━━━ PROVIDED RECORDS ━━━
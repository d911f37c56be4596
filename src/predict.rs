//! Release gating and next-version prediction.
//!
//! Both decisions are pure functions of a [`ClassificationResult`], a
//! [`ThresholdConfig`] and, for gating, the current day of the month.
//!
//! - [`predict_next_version`] earns a MINOR bump only when *both* the new-icon
//!   and linked-icon thresholds are met; failing either one yields a PATCH.
//!   MAJOR bumps are never chosen automatically.
//! - [`evaluate_greenlight`] decides whether a release should be cut this run
//!   and reports the first check that held it back.

use std::fmt;

use crate::classify::ClassificationResult;
use crate::error::{ReleaseError, Result};
use crate::version::{Increment, Version};

#[cfg(test)]
mod tests;

pub const DEFAULT_RELEASE_DAY: u32 = 1;
pub const DEFAULT_LINK_THRESHOLD: usize = 20;
pub const DEFAULT_NEW_THRESHOLD: usize = 100;

/// Thresholds controlling when and how a release is cut.
#[derive(Debug, Clone, Copy, PartialEq, Eq)]
pub struct ThresholdConfig {
    /// Day of the month on which automatic releases happen (1-31)
    release_day: u32,
    /// Minimum number of linked icons
    link_threshold: usize,
    /// Minimum number of new icons
    new_threshold: usize,
}

impl ThresholdConfig {
    /// Creates a new builder for [`ThresholdConfig`]
    pub fn builder() -> ThresholdConfigBuilder {
        ThresholdConfigBuilder::default()
    }

    pub fn release_day(&self) -> u32 {
        self.release_day
    }

    pub fn link_threshold(&self) -> usize {
        self.link_threshold
    }

    pub fn new_threshold(&self) -> usize {
        self.new_threshold
    }

    /// Returns `true` when both the new and linked icon counts meet their
    /// thresholds.
    pub fn thresholds_met(&self, result: &ClassificationResult) -> bool {
        result.new_count() >= self.new_threshold && result.linked_count() >= self.link_threshold
    }
}

impl Default for ThresholdConfig {
    fn default() -> Self {
        Self {
            release_day: DEFAULT_RELEASE_DAY,
            link_threshold: DEFAULT_LINK_THRESHOLD,
            new_threshold: DEFAULT_NEW_THRESHOLD,
        }
    }
}

/// Builder for [`ThresholdConfig`]
#[derive(Debug, Default)]
pub struct ThresholdConfigBuilder {
    release_day: Option<u32>,
    link_threshold: Option<usize>,
    new_threshold: Option<usize>,
}

impl ThresholdConfigBuilder {
    pub fn release_day(mut self, day: u32) -> Self {
        self.release_day = Some(day);
        self
    }

    pub fn link_threshold(mut self, threshold: usize) -> Self {
        self.link_threshold = Some(threshold);
        self
    }

    pub fn new_threshold(mut self, threshold: usize) -> Self {
        self.new_threshold = Some(threshold);
        self
    }

    /// Build the config, rejecting release days outside 1-31.
    pub fn build(self) -> Result<ThresholdConfig> {
        let release_day = self.release_day.unwrap_or(DEFAULT_RELEASE_DAY);
        if !(1..=31).contains(&release_day) {
            return Err(ReleaseError::ConfigError {
                message: format!("release day must be between 1 and 31, got {release_day}"),
            });
        }

        Ok(ThresholdConfig {
            release_day,
            link_threshold: self.link_threshold.unwrap_or(DEFAULT_LINK_THRESHOLD),
            new_threshold: self.new_threshold.unwrap_or(DEFAULT_NEW_THRESHOLD),
        })
    }
}

/// Picks the increment the automatic rule would apply.
pub fn select_increment(result: &ClassificationResult, config: &ThresholdConfig) -> Increment {
    if config.thresholds_met(result) {
        Increment::Minor
    } else {
        Increment::Patch
    }
}

/// Predicts the version that follows `last_version`.
///
/// `last_version` must match `v<major>.<minor>.<patch>` exactly.
pub fn predict_next_version(
    result: &ClassificationResult,
    last_version: &str,
    config: &ThresholdConfig,
) -> Result<Version> {
    let last: Version = last_version.parse()?;
    last.bump(select_increment(result, config))
}

/// Outcome of the release gate, with the reason when a release is held.
#[derive(Debug, Clone, Copy, PartialEq, Eq)]
pub enum Greenlight {
    /// Released on operator request; no checks were run
    Manual,
    /// Every automatic check passed
    Approved,
    WrongDay { today: u32, release_day: u32 },
    NotEnoughNewIcons { count: usize, threshold: usize },
    NotEnoughLinkedIcons { count: usize, threshold: usize },
}

impl Greenlight {
    pub fn is_go(&self) -> bool {
        matches!(self, Self::Manual | Self::Approved)
    }
}

impl fmt::Display for Greenlight {
    fn fmt(&self, f: &mut fmt::Formatter<'_>) -> fmt::Result {
        match self {
            Self::Manual => write!(f, "manual release requested"),
            Self::Approved => write!(f, "all release checks passed"),
            Self::WrongDay { today, release_day } => {
                write!(f, "today is day {today}, releases happen on day {release_day}")
            }
            Self::NotEnoughNewIcons { count, threshold } => {
                write!(f, "{count} new icon(s), need at least {threshold}")
            }
            Self::NotEnoughLinkedIcons { count, threshold } => {
                write!(f, "{count} linked icon(s), need at least {threshold}")
            }
        }
    }
}

/// Runs the release gate checks in order and returns the first failure.
pub fn evaluate_greenlight(
    result: &ClassificationResult,
    manual_override: bool,
    config: &ThresholdConfig,
    today: u32,
) -> Greenlight {
    if manual_override {
        return Greenlight::Manual;
    }

    if today != config.release_day {
        return Greenlight::WrongDay {
            today,
            release_day: config.release_day,
        };
    }

    if result.new_count() < config.new_threshold {
        return Greenlight::NotEnoughNewIcons {
            count: result.new_count(),
            threshold: config.new_threshold,
        };
    }

    if result.linked_count() < config.link_threshold {
        return Greenlight::NotEnoughLinkedIcons {
            count: result.linked_count(),
            threshold: config.link_threshold,
        };
    }

    Greenlight::Approved
}

/// Whether a release should be cut this run.
pub fn is_greenlight(
    result: &ClassificationResult,
    manual_override: bool,
    config: &ThresholdConfig,
    today: u32,
) -> bool {
    evaluate_greenlight(result, manual_override, config, today).is_go()
}
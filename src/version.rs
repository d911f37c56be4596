//! Release versions of the form `v<major>.<minor>.<patch>`.

use std::fmt;
use std::str::FromStr;
use std::sync::OnceLock;

use regex::Regex;

use crate::error::{ReleaseError, Result};

/// A release version.
///
/// Parsed strictly from `v<major>.<minor>.<patch>`; no prerelease or build
/// metadata, no surrounding whitespace. Ordering is numeric, field by field.
#[derive(Debug, Clone, Copy, PartialEq, Eq, PartialOrd, Ord, Hash)]
pub struct Version {
    pub major: u64,
    pub minor: u64,
    pub patch: u64,
}

fn version_regex() -> &'static Regex {
    static VERSION_RE: OnceLock<Regex> = OnceLock::new();
    VERSION_RE.get_or_init(|| {
        Regex::new(r"^v([0-9]+)\.([0-9]+)\.([0-9]+)$").expect("version regex should compile")
    })
}

impl Version {
    pub const fn new(major: u64, minor: u64, patch: u64) -> Self {
        Self {
            major,
            minor,
            patch,
        }
    }

    /// Returns the successor of this version for the given increment.
    ///
    /// Fails with [`ReleaseError::VersionOverflow`] when the incremented
    /// component is already `u64::MAX`.
    pub fn bump(&self, increment: Increment) -> Result<Self> {
        let next = match increment {
            Increment::Major => self.major.checked_add(1).map(|major| Self::new(major, 0, 0)),
            Increment::Minor => self
                .minor
                .checked_add(1)
                .map(|minor| Self::new(self.major, minor, 0)),
            Increment::Patch => self
                .patch
                .checked_add(1)
                .map(|patch| Self::new(self.major, self.minor, patch)),
        };

        next.ok_or_else(|| ReleaseError::VersionOverflow {
            version: self.to_string(),
            increment: increment.to_string(),
        })
    }
}

impl FromStr for Version {
    type Err = ReleaseError;

    fn from_str(value: &str) -> Result<Self> {
        let invalid = || ReleaseError::InvalidVersionFormat {
            value: value.to_string(),
        };

        let captures = version_regex().captures(value).ok_or_else(invalid)?;
        let field = |index: usize| captures[index].parse::<u64>().map_err(|_| invalid());

        Ok(Self::new(field(1)?, field(2)?, field(3)?))
    }
}

impl fmt::Display for Version {
    fn fmt(&self, f: &mut fmt::Formatter<'_>) -> fmt::Result {
        write!(f, "v{}.{}.{}", self.major, self.minor, self.patch)
    }
}

/// Which component of a [`Version`] to increment.
#[derive(Debug, Clone, Copy, PartialEq, Eq)]
pub enum Increment {
    Major,
    Minor,
    Patch,
}

impl FromStr for Increment {
    type Err = ReleaseError;

    fn from_str(value: &str) -> Result<Self> {
        match value.to_ascii_lowercase().as_str() {
            "major" => Ok(Self::Major),
            "minor" => Ok(Self::Minor),
            "patch" => Ok(Self::Patch),
            _ => Err(ReleaseError::InvalidIncrementType {
                value: value.to_string(),
            }),
        }
    }
}

impl fmt::Display for Increment {
    fn fmt(&self, f: &mut fmt::Formatter<'_>) -> fmt::Result {
        f.write_str(match self {
            Self::Major => "major",
            Self::Minor => "minor",
            Self::Patch => "patch",
        })
    }
}
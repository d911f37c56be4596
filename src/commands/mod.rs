//! Implementation of appfilter-release subcommands.
//!
//! `mod.rs` serves as a thin dispatcher; command logic lives in dedicated
//! modules (`predict`, `diff`, `bump`). The snapshot loading shared by
//! `predict` and `diff` lives here.
//!
//! # Example
//!
//! ```no_run
//! use appfilter_release::cli::Cli;
//! use appfilter_release::commands;
//!
//! let cli = Cli::parse_args();
//! match commands::execute(&cli) {
//!     Ok(true) => {}
//!     Ok(false) => std::process::exit(1),
//!     Err(e) => eprintln!("Error: {e:?}"),
//! }
//! ```

use std::path::Path;

use crate::classify::{ClassificationResult, classify_records};
use crate::cli::{Cli, Commands};
use crate::error::Result;
use crate::logging::Logger;
use crate::manifest::{latest_release_tag, load_at_revision, load_working_tree, open_repository};
use crate::version::Version;

pub(crate) mod bump;
pub(crate) mod diff;
pub(crate) mod predict;

pub use bump::bump;
pub use diff::diff;
pub use predict::{Predict, PredictBuilder};


/// Execute commands based on the parsed CLI arguments.
///
/// Returns `Ok(false)` when `predict` decides not to release; every other
/// successful run returns `Ok(true)`.
pub fn execute(cli: &Cli) -> Result<bool> {
    execute_with_dir(cli, None)
}

/// Execute commands against an explicit repository directory, overriding
/// `--repo`.
pub fn execute_with_dir(cli: &Cli, repo_dir: Option<&Path>) -> Result<bool> {
    let quiet = cli.global_opts().quiet();
    let verbose = if quiet {
        0
    } else {
        cli.global_opts().verbose()
    };

    let repo_dir = match repo_dir {
        Some(dir) => dir.to_path_buf(),
        None => cli.global_opts().get_repo_dir(),
    };
    let appfilter = cli.global_opts().appfilter();

    match cli.command() {
        Commands::Predict {
            previous_ref,
            last_version,
            release_day,
            link_threshold,
            new_threshold,
            manual,
            today,
            increment,
            output,
        } => {
            let outputs = Predict::builder()
                .repo_dir(&repo_dir)
                .appfilter(appfilter)
                .previous_ref(previous_ref.as_deref())
                .last_version(last_version.as_deref())
                .release_day(*release_day)
                .link_threshold(*link_threshold)
                .new_threshold(*new_threshold)
                .manual(*manual)
                .today(*today)
                .increment(increment.as_deref())
                .output(output.as_deref())
                .verbose(verbose)
                .quiet(quiet)
                .build()?
                .run()?;
            Ok(outputs.greenlight)
        }
        Commands::Diff { previous_ref } => {
            diff(&repo_dir, appfilter, previous_ref.as_deref(), verbose, quiet)?;
            Ok(true)
        }
        Commands::Bump { from, increment } => {
            bump(from, increment)?;
            Ok(true)
        }
    }
}

/// The appfilter changes since a previous release.
#[derive(Debug)]
pub(crate) struct Comparison {
    /// The git reference the previous manifest was read from
    pub(crate) previous_ref: String,
    /// Version of the previous release, when one could be determined
    pub(crate) last_release: Option<Version>,
    pub(crate) result: ClassificationResult,
}

/// Loads the working-tree and previous appfilter and classifies the changes.
///
/// Without an explicit `previous_ref` the latest release tag is used. An
/// explicit reference that is itself a version (`v2.12.0`) names the last
/// release; any other reference (a branch or commit) falls back to the latest
/// release tag for the version.
pub(crate) fn compare(
    repo_dir: &Path,
    appfilter: &Path,
    previous_ref: Option<&str>,
    log: &Logger,
) -> Result<Comparison> {
    let (repo, workdir) = open_repository(repo_dir)?;

    let (previous_ref, last_release) = match previous_ref {
        Some(reference) => {
            let last_release = match reference.parse::<Version>() {
                Ok(version) => Some(version),
                Err(_) => latest_release_tag(&repo).ok().map(|(_, version)| version),
            };
            (reference.to_string(), last_release)
        }
        None => {
            let (tag, version) = latest_release_tag(&repo)?;
            log.verbose(1, format!("Using latest release tag {tag}"));
            (tag, Some(version))
        }
    };

    let current = load_working_tree(&workdir, appfilter)?;
    let previous = load_at_revision(&repo, &previous_ref, appfilter)?;

    log.verbose(
        1,
        format!(
            "Loaded {} current and {} previous appfilter items ({})",
            current.len(),
            previous.len(),
            appfilter.display()
        ),
    );
    if previous.is_empty() {
        log.warn(format!(
            "{} has no items at {previous_ref}; every icon counts as new",
            appfilter.display()
        ));
    }

    let result = classify_records(&current, &previous)?;

    Ok(Comparison {
        previous_ref,
        last_release,
        result,
    })
}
━━━
- _EXERCISE OBJECTIVE_
Please return the lines above exactly, from the first one down to the line with "when *both* the new-icon", and stop after that line.

- _ANSWER TO THIS PROBLEM_
repository d911f37c56be4596
filename src/predict.rs
//! Release gating and next-version prediction.
//!
//! Both decisions are pure functions of a [`ClassificationResult`], a
//! [`ThresholdConfig`] and, for gating, the current day of the month.
//!
//! - [`predict_next_version`] earns a MINOR bump only when *both* the new-icon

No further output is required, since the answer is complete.